**Work task:**
Count every line in the data below where the word "hijacking" appears, then state only that count.

Data items:
#####
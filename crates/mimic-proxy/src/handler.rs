//! HTTP request handler wiring the proxy frontend to the traffic engine.
//!
//! Three concerns live here: deciding which CONNECT tunnels get decrypted,
//! hijacking plaintext tunnels into the raw relay, and turning every other
//! request into a buffered [`RequestDetails`] for the engine. Direct
//! (non-proxied) requests are rewritten to the configured upstream endpoint
//! before they reach the engine.

use std::sync::Arc;

use http_body_util::{BodyExt, Full};
use hudsucker::{
    hyper::{header, Method, Request, Response, StatusCode},
    Body, HttpContext, HttpHandler, RequestOrResponse,
};
use hyper::body::Bytes;
use hyper_util::rt::TokioIo;

use mimic_core::{RequestDetails, Settings, TrafficEngine, TRANSIT_HEADER, TRANSIT_VALUE};

use crate::relay;

/// Helper to convert bytes to Body
fn bytes_to_body(bytes: Bytes) -> Body {
    Body::from(Full::new(bytes))
}

/// Checks if a request is a WebSocket upgrade request.
fn is_websocket_upgrade(req: &Request<Body>) -> bool {
    req.headers()
        .get(header::UPGRADE)
        .and_then(|v| v.to_str().ok())
        .map(|s| s.eq_ignore_ascii_case("websocket"))
        .unwrap_or(false)
}

/// HTTP handler for the MITM proxy.
#[derive(Clone)]
pub struct ProxyHandler {
    engine: Arc<TrafficEngine>,
    settings: Arc<Settings>,
}

impl ProxyHandler {
    /// Creates a handler around a shared engine.
    pub fn new(engine: Arc<TrafficEngine>, settings: Arc<Settings>) -> Self {
        Self { engine, settings }
    }

    /// Handles CONNECT requests.
    ///
    /// Matching destinations on the TLS port continue into hudsucker's MITM
    /// path. Matching destinations on any other port are plaintext tunnels:
    /// the connection is hijacked after the 200 and relayed message-by-
    /// message over raw TCP. Everything else is left for the transparent
    /// byte-for-byte tunnel.
    fn handle_connect(&self, mut req: Request<Body>) -> RequestOrResponse {
        let Some(authority) = req.uri().authority().cloned() else {
            return RequestOrResponse::Request(req);
        };

        let matches = self.settings.destination.is_match(authority.host());
        let port = authority.port_u16().unwrap_or(443);

        if matches && port != 443 {
            tracing::info!(authority = %authority, "hijacking plaintext tunnel");
            let upgrade = hudsucker::hyper::upgrade::on(&mut req);

            tokio::spawn(async move {
                match upgrade.await {
                    Ok(upgraded) => {
                        let io = TokioIo::new(upgraded);
                        if let Err(err) = relay::relay(io, authority.as_str()).await {
                            tracing::warn!(error = %err, authority = %authority, "tunnel relay ended");
                        }
                    }
                    Err(err) => tracing::warn!(error = %err, "connection upgrade failed"),
                }
            });

            // Response::new defaults to 200, the CONNECT acknowledgement.
            return RequestOrResponse::Response(Response::new(Body::empty()));
        }

        RequestOrResponse::Request(req)
    }

    /// Buffers a request and routes it through the engine.
    async fn process(&self, ctx: &HttpContext, req: Request<Body>) -> RequestOrResponse {
        let (parts, body) = req.into_parts();

        // The upstream override wins over whatever the client addressed;
        // direct requests fall back to their Host header.
        let (destination, scheme) = if let Some(endpoint) = &self.settings.endpoint {
            (endpoint.clone(), "http".to_string())
        } else if let Some(authority) = parts.uri.authority() {
            (
                authority.to_string(),
                parts.uri.scheme_str().unwrap_or("http").to_string(),
            )
        } else if let Some(host) = parts
            .headers
            .get(header::HOST)
            .and_then(|h| h.to_str().ok())
        {
            (host.to_string(), "http".to_string())
        } else {
            tracing::warn!("request carries no destination and no endpoint is configured");
            let mut res = Response::new(bytes_to_body(Bytes::from_static(
                b"no upstream destination for this request",
            )));
            *res.status_mut() = StatusCode::BAD_GATEWAY;
            res.headers_mut().insert(
                header::CONTENT_TYPE,
                header::HeaderValue::from_static("text/plain; charset=utf-8"),
            );
            return RequestOrResponse::Response(res);
        };

        let body_bytes = match body.collect().await {
            Ok(collected) => collected.to_bytes(),
            Err(err) => {
                // A half-read request still proceeds with an empty body.
                tracing::warn!(error = %err, "failed to read request body");
                Bytes::new()
            }
        };

        let details = RequestDetails::from_parts(
            &parts,
            &body_bytes,
            destination,
            scheme,
            ctx.client_addr.to_string(),
        );

        let response = self.engine.handle(details).await;
        let (parts, body) = response.into_parts();
        RequestOrResponse::Response(Response::from_parts(parts, bytes_to_body(body)))
    }
}

impl HttpHandler for ProxyHandler {
    async fn should_intercept(&mut self, _ctx: &HttpContext, req: &Request<Body>) -> bool {
        let Some(authority) = req.uri().authority() else {
            return false;
        };
        self.settings.destination.is_match(authority.host())
            && authority.port_u16().unwrap_or(443) == 443
    }

    async fn handle_request(
        &mut self,
        ctx: &HttpContext,
        mut req: Request<Body>,
    ) -> RequestOrResponse {
        if req.method() == Method::CONNECT {
            return self.handle_connect(req);
        }

        // WebSocket traffic is proxied as-is; the engine only deals in
        // whole request/response exchanges.
        if is_websocket_upgrade(&req) {
            tracing::debug!(uri = %req.uri(), "passing through websocket upgrade");
            req.headers_mut().remove("sec-websocket-extensions");
            return RequestOrResponse::Request(req);
        }

        self.process(ctx, req).await
    }

    async fn handle_response(
        &mut self,
        _ctx: &HttpContext,
        mut res: Response<Body>,
    ) -> Response<Body> {
        if !res.headers().contains_key(TRANSIT_HEADER) {
            res.headers_mut().insert(
                TRANSIT_HEADER,
                header::HeaderValue::from_static(TRANSIT_VALUE),
            );
        }
        res
    }
}

#[cfg(test)]
mod tests {
    use super::*;
    use mimic_core::{Mode, Settings};
    use mimic_storage::CaptureStore;

    fn handler(mode: Mode, destination: &str, endpoint: Option<String>) -> ProxyHandler {
        let settings =
            Arc::new(Settings::new(mode, destination, None, endpoint, false).unwrap());
        let cache = Arc::new(CaptureStore::in_memory().unwrap());
        let engine = Arc::new(TrafficEngine::new(settings.clone(), cache).unwrap());
        ProxyHandler::new(engine, settings)
    }

    fn ctx() -> HttpContext {
        HttpContext {
            client_addr: "127.0.0.1:52100".parse().unwrap(),
        }
    }

    #[tokio::test]
    async fn intercepts_matching_tls_destinations() {
        let mut handler = handler(Mode::Virtualize, "api\\.test", None);

        let connect = Request::builder()
            .method(Method::CONNECT)
            .uri("api.test:443")
            .body(Body::empty())
            .unwrap();
        assert!(handler.should_intercept(&ctx(), &connect).await);

        let other = Request::builder()
            .method(Method::CONNECT)
            .uri("other.example:443")
            .body(Body::empty())
            .unwrap();
        assert!(!handler.should_intercept(&ctx(), &other).await);
    }

    #[tokio::test]
    async fn does_not_intercept_plaintext_ports() {
        let mut handler = handler(Mode::Virtualize, "api\\.test", None);

        let connect = Request::builder()
            .method(Method::CONNECT)
            .uri("api.test:80")
            .body(Body::empty())
            .unwrap();
        assert!(!handler.should_intercept(&ctx(), &connect).await);
    }

    #[tokio::test]
    async fn virtualize_miss_produces_412_through_the_handler() {
        let mut handler = handler(Mode::Virtualize, ".", None);

        let req = Request::builder()
            .method(Method::GET)
            .uri("http://api.test/v1/ping?x=1")
            .body(Body::empty())
            .unwrap();

        match handler.handle_request(&ctx(), req).await {
            RequestOrResponse::Response(res) => {
                assert_eq!(res.status(), StatusCode::PRECONDITION_FAILED);
                assert_eq!(
                    res.headers().get(TRANSIT_HEADER).unwrap(),
                    TRANSIT_VALUE
                );
            }
            RequestOrResponse::Request(_) => panic!("expected a response"),
        }
    }

    #[tokio::test]
    async fn direct_request_without_endpoint_uses_host_header() {
        let mut handler = handler(Mode::Virtualize, ".", None);

        let req = Request::builder()
            .method(Method::GET)
            .uri("/v1/ping")
            .header(header::HOST, "api.test")
            .body(Body::empty())
            .unwrap();

        // Routed into the engine: an empty store answers 412, not a
        // destination error.
        match handler.handle_request(&ctx(), req).await {
            RequestOrResponse::Response(res) => {
                assert_eq!(res.status(), StatusCode::PRECONDITION_FAILED)
            }
            RequestOrResponse::Request(_) => panic!("expected a response"),
        }
    }

    #[tokio::test]
    async fn direct_request_without_any_destination_fails() {
        let mut handler = handler(Mode::Virtualize, ".", None);

        let req = Request::builder()
            .method(Method::GET)
            .uri("/v1/ping")
            .body(Body::empty())
            .unwrap();

        match handler.handle_request(&ctx(), req).await {
            RequestOrResponse::Response(res) => {
                assert_eq!(res.status(), StatusCode::BAD_GATEWAY)
            }
            RequestOrResponse::Request(_) => panic!("expected a response"),
        }
    }

    #[tokio::test]
    async fn websocket_upgrades_pass_through() {
        let mut handler = handler(Mode::Virtualize, ".", None);

        let req = Request::builder()
            .method(Method::GET)
            .uri("http://api.test/socket")
            .header(header::UPGRADE, "websocket")
            .header("sec-websocket-extensions", "permessage-deflate")
            .body(Body::empty())
            .unwrap();

        match handler.handle_request(&ctx(), req).await {
            RequestOrResponse::Request(req) => {
                assert!(req.headers().get("sec-websocket-extensions").is_none());
            }
            RequestOrResponse::Response(_) => panic!("expected passthrough"),
        }
    }

    #[tokio::test]
    async fn handle_response_stamps_passthrough_traffic() {
        let mut handler = handler(Mode::Virtualize, ".", None);

        let res = Response::builder().status(200).body(Body::empty()).unwrap();
        let stamped = handler.handle_response(&ctx(), res).await;
        assert_eq!(
            stamped.headers().get(TRANSIT_HEADER).unwrap(),
            TRANSIT_VALUE
        );
    }
}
#####
**Reply:**
2